Russell Boaden (born 15 December 1969) is a Paralympic sailor from Australia. He won a bronze medal at the 2008 Beijing Paralympics, and a won a gold medal in the Mixed Three Person Sonar the 2016 Rio Paralympics.

==Personal==
Boaden was born on 15 December 1969. His brachial plexus was damaged as a result of a motorbike accident.

==Career==
He won a bronze medal at the 2008 Beijing Games in the Mixed Three Person Sonar event.
At the 2013 IFDS World Championships in Kinsale, Ireland, he teamed with Jonathan Harris and Colin Harrison to win the bronze medal in the Sonar Class. In October 2013, the trio were named Yachting Australia's Sailors of the Year with a Disability. At the 2014 IFDS World Championships in Halifax, Canada, Boaden teamed with Harrison and Harris to win the bronze medal in the Sonar Class. In November 2014, Boaden shared the Yachting Australia Sailor of the Year with a Disability award with Daniel Fitzgibbon, Liesl Tesch, Colin Harrison, Jonathan Harris and Matthew Bugg. The Australian team of six sailors beat Great Britain by one point at the IFDS World Championship.
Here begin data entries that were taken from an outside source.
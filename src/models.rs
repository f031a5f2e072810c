//! Core data models used throughout the engine.
//!
//! These types represent the documents, chunks, conversation turns, and
//! answers that flow through the ingestion and question-answering pipeline.
//! Every entity carries a `tenant_id`; no operation crosses tenant scope.

use serde::Serialize;

/// Lifecycle state of an ingested document.
///
/// Transitions: `Uploading → Indexed` on successful chunk/embed commit,
/// `Uploading → Failed` on any ingestion error, `Indexed → Deleted` on
/// explicit removal (which cascades to the document's chunks and
/// embeddings).
#[derive(Debug, Clone, Copy, PartialEq, Eq, Serialize)]
#[serde(rename_all = "lowercase")]
pub enum DocumentStatus {
    Uploading,
    Indexed,
    Failed,
    Deleted,
}

impl DocumentStatus {
    pub fn as_str(&self) -> &'static str {
        match self {
            DocumentStatus::Uploading => "uploading",
            DocumentStatus::Indexed => "indexed",
            DocumentStatus::Failed => "failed",
            DocumentStatus::Deleted => "deleted",
        }
    }

    pub fn parse(s: &str) -> Option<Self> {
        match s {
            "uploading" => Some(DocumentStatus::Uploading),
            "indexed" => Some(DocumentStatus::Indexed),
            "failed" => Some(DocumentStatus::Failed),
            "deleted" => Some(DocumentStatus::Deleted),
            _ => None,
        }
    }
}

/// An ingested document and its extraction metadata.
#[derive(Debug, Clone)]
pub struct Document {
    pub id: String,
    pub tenant_id: String,
    pub filename: String,
    pub raw_text: String,
    pub page_count: i64,
    pub char_count: i64,
    /// SHA-256 of the raw text, for spotting re-uploads of identical content.
    pub content_hash: String,
    /// Unix timestamp of the upload.
    pub uploaded_at: i64,
    pub status: DocumentStatus,
    /// Reason recorded when `status` is `Failed`.
    pub failure_reason: Option<String>,
}

/// A bounded contiguous slice of a document's text, the unit of retrieval.
///
/// Chunks are created only during ingestion and deleted exactly when their
/// owning document is deleted. The `[char_start, char_end)` ranges of a
/// document's chunks cover its raw text contiguously with bounded overlap,
/// and `sequence_index` is a contiguous ascending run from 0.
#[derive(Debug, Clone)]
pub struct Chunk {
    pub id: String,
    pub document_id: String,
    pub tenant_id: String,
    pub sequence_index: i64,
    pub text: String,
    /// Start offset in chars into the document's raw text (inclusive).
    pub char_start: usize,
    /// End offset in chars into the document's raw text (exclusive).
    pub char_end: usize,
    pub embedding: Vec<f32>,
}

/// Speaker of a conversation turn.
#[derive(Debug, Clone, Copy, PartialEq, Eq, Serialize)]
#[serde(rename_all = "lowercase")]
pub enum Role {
    User,
    Assistant,
}

impl Role {
    pub fn as_str(&self) -> &'static str {
        match self {
            Role::User => "user",
            Role::Assistant => "assistant",
        }
    }

    pub fn parse(s: &str) -> Option<Self> {
        match s {
            "user" => Some(Role::User),
            "assistant" => Some(Role::Assistant),
            _ => None,
        }
    }
}

/// A single message within a conversation session.
#[derive(Debug, Clone, Serialize)]
pub struct Turn {
    pub role: Role,
    pub text: String,
    pub created_at: i64,
    /// Documents cited by an assistant turn (empty for user turns).
    pub cited_document_ids: Vec<String>,
}

/// The engine's response to a chat query.
///
/// `grounded = false` means the grounding guard fired: the retrieved
/// context was empty or the model reported it insufficient, and `text`
/// carries the fixed refusal message instead of an unsupported claim.
#[derive(Debug, Clone, Serialize)]
pub struct Answer {
    pub text: String,
    /// IDs of the documents whose chunks were actually placed in the
    /// prompt. Derived from the prompt, never parsed from model output.
    pub cited_document_ids: Vec<String>,
    /// Filenames of the cited documents, for display.
    pub sources: Vec<String>,
    pub grounded: bool,
}

impl Answer {
    /// A deterministic, fully-grounded answer (meta-query results).
    pub fn system(text: impl Into<String>) -> Self {
        Answer {
            text: text.into(),
            cited_document_ids: Vec::new(),
            sources: Vec::new(),
            grounded: true,
        }
    }
}

/// A chunk resolved against its parent document after an index lookup.
#[derive(Debug, Clone)]
pub struct RetrievedChunk {
    pub chunk: Chunk,
    pub document: Document,
    pub score: f32,
}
At the 2015 IFDS Championships in Australia, he teamed with Colin Harrison and Jonathan Harris to win the silver medal behind the Great Britain crew. Their score was 37.0 to Great Britain's 36.0. Boaden, Harris and Harrison won the bronze medal in the Mixed Three Person Sonar class at the 2016 World Championships held in Medemblik, Netherlands. They won the gold medal in the Mixed Three Person Sonar class at 2016 Summer Paralympics. During the event they had three first placings and four second placings. He was awarded the Order of Australia Medal in 2017.